> Task to carry out
Please copy each line of the listing that includes the string "required".

___

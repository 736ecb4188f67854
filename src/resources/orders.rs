//! Shop orders placed from the storefront checkout.

use serde::{Deserialize, Serialize};
use std::collections::HashMap;
use std::sync::Arc;
use tracing::error;

use super::normalize::{date_ms, now_iso, number_cell, opt_text, to_number, StatusSet};
use super::service_orders::OrderStatus;
use crate::sheets::SheetsClient;
use crate::store::{fields, IdStrategy, JoinedChildren, Record, StoreError, Table, TableSpec, Tombstone};

pub const ORDERS_TABLE: TableSpec = TableSpec {
    name: "orders",
    entity: "Order",
    default_header: &[
        "id",
        "customerName",
        "customerPhone",
        "customerAddress",
        "notes",
        "totalAmount",
        "status",
        "createdAt",
    ],
    tombstone: Tombstone::Status("cancelled"),
    id: IdStrategy::RandomHex("ORD"),
    sequence: None,
    required: &["customerName", "customerPhone", "customerAddress"],
};

pub const ITEMS_TABLE: TableSpec = TableSpec {
    name: "order_items",
    entity: "Order item",
    default_header: &["id", "orderId", "productId", "productName", "quantity", "price", "deleted"],
    tombstone: Tombstone::DeletedFlag,
    id: IdStrategy::RandomHex("ITM"),
    sequence: None,
    required: &["productName"],
};

#[derive(Debug, Clone, PartialEq, Serialize)]
#[serde(rename_all = "camelCase")]
pub struct OrderItem {
    pub product_id: String,
    pub product_name: String,
    pub quantity: f64,
    pub price: f64,
}

impl OrderItem {
    fn from_record(record: &Record) -> Self {
        Self {
            product_id: record.text("productId"),
            product_name: record.text("productName"),
            quantity: to_number(record.get("quantity"), 0.0),
            price: to_number(record.get("price"), 0.0),
        }
    }
}

#[derive(Debug, Clone, PartialEq, Serialize)]
#[serde(rename_all = "camelCase")]
pub struct ShopOrder {
    pub id: String,
    pub customer_name: String,
    pub customer_phone: String,
    pub customer_address: String,
    pub notes: String,
    pub total_amount: f64,
    pub status: OrderStatus,
    pub created_at: String,
    pub items: Vec<OrderItem>,
}

impl ShopOrder {
    fn from_record(record: &Record, items: &[Record]) -> Self {
        Self {
            id: record.id().to_string(),
            customer_name: record.text("customerName"),
            customer_phone: record.text("customerPhone"),
            customer_address: record.text("customerAddress"),
            notes: record.text("notes"),
            total_amount: to_number(record.get("totalAmount"), 0.0),
            status: OrderStatus::from_stored(record.get("status")),
            created_at: record.text("createdAt"),
            items: items.iter().map(OrderItem::from_record).collect(),
        }
    }
}

#[derive(Debug, Clone, Default, Deserialize)]
#[serde(rename_all = "camelCase")]
pub struct NewItem {
    #[serde(default, deserialize_with = "opt_text")]
    pub product_id: Option<String>,
    #[serde(default, deserialize_with = "opt_text")]
    pub product_name: Option<String>,
    #[serde(default, deserialize_with = "opt_text")]
    pub quantity: Option<String>,
    #[serde(default, deserialize_with = "opt_text")]
    pub price: Option<String>,
}

#[derive(Debug, Clone, Default, Deserialize)]
#[serde(rename_all = "camelCase")]
pub struct Checkout {
    #[serde(default, deserialize_with = "opt_text")]
    pub customer_name: Option<String>,
    #[serde(default, deserialize_with = "opt_text")]
    pub customer_phone: Option<String>,
    #[serde(default, deserialize_with = "opt_text")]
    pub customer_address: Option<String>,
    #[serde(default, deserialize_with = "opt_text")]
    pub notes: Option<String>,
    #[serde(default)]
    pub items: Vec<NewItem>,
}

/// Items worth ordering: named, positive quantity, non-negative price.
fn valid_items(items: Vec<NewItem>) -> Vec<OrderItem> {
    items
        .into_iter()
        .map(|item| OrderItem {
            product_id: item.product_id.unwrap_or_default(),
            product_name: item.product_name.unwrap_or_default(),
            quantity: to_number(item.quantity.as_deref().unwrap_or(""), 0.0),
            price: to_number(item.price.as_deref().unwrap_or(""), 0.0),
        })
        .filter(|item| !item.product_name.is_empty() && item.quantity > 0.0 && item.price >= 0.0)
        .collect()
}

#[derive(Clone)]
pub struct ShopOrders {
    orders: Table,
    items: JoinedChildren,
}

impl ShopOrders {
    pub fn new(client: Arc<dyn SheetsClient>) -> Self {
        Self {
            orders: Table::new(client.clone(), ORDERS_TABLE),
            items: JoinedChildren::new(Table::new(client, ITEMS_TABLE), "orderId"),
        }
    }

    /// Live orders with their items, newest first.
    pub async fn list(&self) -> Result<Vec<ShopOrder>, StoreError> {
        let records = self.orders.list().await?;
        let grouped: HashMap<String, Vec<Record>> = self.items.grouped().await?;

        let mut orders: Vec<ShopOrder> = records
            .iter()
            .map(|r| ShopOrder::from_record(r, grouped.get(r.id()).map(Vec::as_slice).unwrap_or(&[])))
            .collect();
        orders.sort_by(|a, b| date_ms(&b.created_at).cmp(&date_ms(&a.created_at)));
        Ok(orders)
    }

    pub async fn get(&self, id: &str) -> Result<ShopOrder, StoreError> {
        let record = self
            .orders
            .find_by_id(id)
            .await?
            .ok_or_else(|| StoreError::not_found("Order not found"))?;
        let items = self.items.for_parent(record.id()).await?;
        Ok(ShopOrder::from_record(&record, &items))
    }

    /// Appends the order row, then one row per item.
    ///
    /// Nothing is undone when an item append fails after the order row was
    /// written; the order is left with the items appended so far.
    pub async fn checkout(&self, input: Checkout) -> Result<ShopOrder, StoreError> {
        let items = valid_items(input.items);
        let total: f64 = items.iter().map(|i| i.quantity * i.price).sum();

        let f = fields([
            ("customerName", input.customer_name.unwrap_or_default()),
            ("customerPhone", input.customer_phone.unwrap_or_default()),
            ("customerAddress", input.customer_address.unwrap_or_default()),
            ("notes", input.notes.unwrap_or_default()),
            ("totalAmount", number_cell(total)),
            ("status", OrderStatus::Pending.as_str().to_string()),
            ("createdAt", now_iso()),
        ]);
        let missing: Vec<String> = ORDERS_TABLE
            .required
            .iter()
            .filter(|name| f.get(**name).map_or(true, |v| v.is_empty()))
            .map(|name| name.to_string())
            .collect();
        if !missing.is_empty() {
            return Err(StoreError::MissingFields(missing));
        }
        if items.is_empty() {
            return Err(StoreError::invalid("items", "at least one valid item is required"));
        }

        let order = self.orders.create(f).await?;
        for item in &items {
            let row = fields([
                ("productId", item.product_id.clone()),
                ("productName", item.product_name.clone()),
                ("quantity", number_cell(item.quantity)),
                ("price", number_cell(item.price)),
                ("deleted", "0".to_string()),
            ]);
            if let Err(e) = self.items.add(order.id(), row).await {
                error!("Order {} written but item '{}' failed: {}", order.id(), item.product_name, e);
                return Err(e);
            }
        }

        let mut created = ShopOrder::from_record(&order, &[]);
        created.items = items;
        Ok(created)
    }

    /// Only the status can change.
    pub async fn set_status(&self, id: &str, status: Option<&str>) -> Result<ShopOrder, StoreError> {
        let status = OrderStatus::from_input(status.unwrap_or(""))?;
        self.orders.patch(id, fields([("status", status.as_str())])).await?;
        self.get_any(id).await
    }

    /// Soft delete: the order is marked cancelled and disappears from reads.
    pub async fn cancel(&self, id: &str) -> Result<(), StoreError> {
        self.orders
            .patch(id, fields([("status", OrderStatus::Cancelled.as_str())]))
            .await?;
        Ok(())
    }

    /// Like [`ShopOrders::get`], but also finds cancelled orders.
    async fn get_any(&self, id: &str) -> Result<ShopOrder, StoreError> {
        let id = id.trim();
        let record = self
            .orders
            .list_all()
            .await?
            .into_iter()
            .find(|r| r.id() == id)
            .ok_or_else(|| StoreError::not_found("Order not found"))?;
        let items = self.items.for_parent(id).await?;
        Ok(ShopOrder::from_record(&record, &items))
    }
}

#[cfg(test)]
mod tests {
    use super::*;
    use crate::sheets::MemorySheets;

    fn shop() -> (Arc<MemorySheets>, ShopOrders) {
        let sheets = Arc::new(
            MemorySheets::new()
                .with_table(ORDERS_TABLE.name)
                .with_table(ITEMS_TABLE.name),
        );
        (sheets.clone(), ShopOrders::new(sheets))
    }

    fn item(name: &str, quantity: &str, price: &str) -> NewItem {
        NewItem {
            product_id: Some("prd_1".into()),
            product_name: Some(name.into()),
            quantity: Some(quantity.into()),
            price: Some(price.into()),
        }
    }

    fn checkout(items: Vec<NewItem>) -> Checkout {
        Checkout {
            customer_name: Some("Nguyen Van A".into()),
            customer_phone: Some("0900000000".into()),
            customer_address: Some("1 Le Loi".into()),
            notes: None,
            items,
        }
    }

    #[tokio::test]
    async fn checkout_totals_valid_items() {
        let (_, shop) = shop();
        let order = shop
            .checkout(checkout(vec![item("Cleaner", "2", "30000"), item("Brush", "0", "10"), item("", "1", "5")]))
            .await
            .unwrap();

        assert!(order.id.starts_with("ORD-"));
        assert_eq!(order.total_amount, 60000.0);
        assert_eq!(order.items.len(), 1);

        let listed = shop.list().await.unwrap();
        assert_eq!(listed.len(), 1);
        assert_eq!(listed[0].items, order.items);
    }

    #[tokio::test]
    async fn empty_cart_is_rejected_before_writing() {
        let (sheets, shop) = shop();
        let err = shop.checkout(checkout(vec![item("Brush", "0", "10")])).await.unwrap_err();
        assert_eq!(err.fields(), vec!["items".to_string()]);

        let mut input = checkout(vec![item("Cleaner", "1", "1")]);
        input.customer_address = None;
        let err = shop.checkout(input).await.unwrap_err();
        assert_eq!(err.fields(), vec!["customerAddress".to_string()]);
        assert_eq!(sheets.write_count(), 0);
    }

    #[tokio::test]
    async fn status_changes_and_cancellation() {
        let (_, shop) = shop();
        let order = shop.checkout(checkout(vec![item("Cleaner", "1", "1")])).await.unwrap();

        let err = shop.set_status(&order.id, Some("bogus")).await.unwrap_err();
        assert!(err.is_validation());
        assert!(shop.set_status(&order.id, None).await.unwrap_err().is_validation());

        let shipped = shop.set_status(&order.id, Some("processing")).await.unwrap();
        assert_eq!(shipped.status, OrderStatus::Processing);

        shop.cancel(&order.id).await.unwrap();
        assert!(shop.list().await.unwrap().is_empty());
        assert!(matches!(shop.get(&order.id).await, Err(StoreError::NotFound(_))));
    }
}
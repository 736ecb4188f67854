pub mod serve;
pub mod tables;
pub mod token;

___

> Solution to this problem
    required: &["customerName", "customerPhone", "customerAddress"],
    required: &["productName"],
            .required
            return Err(StoreError::invalid("items", "at least one valid item is required"));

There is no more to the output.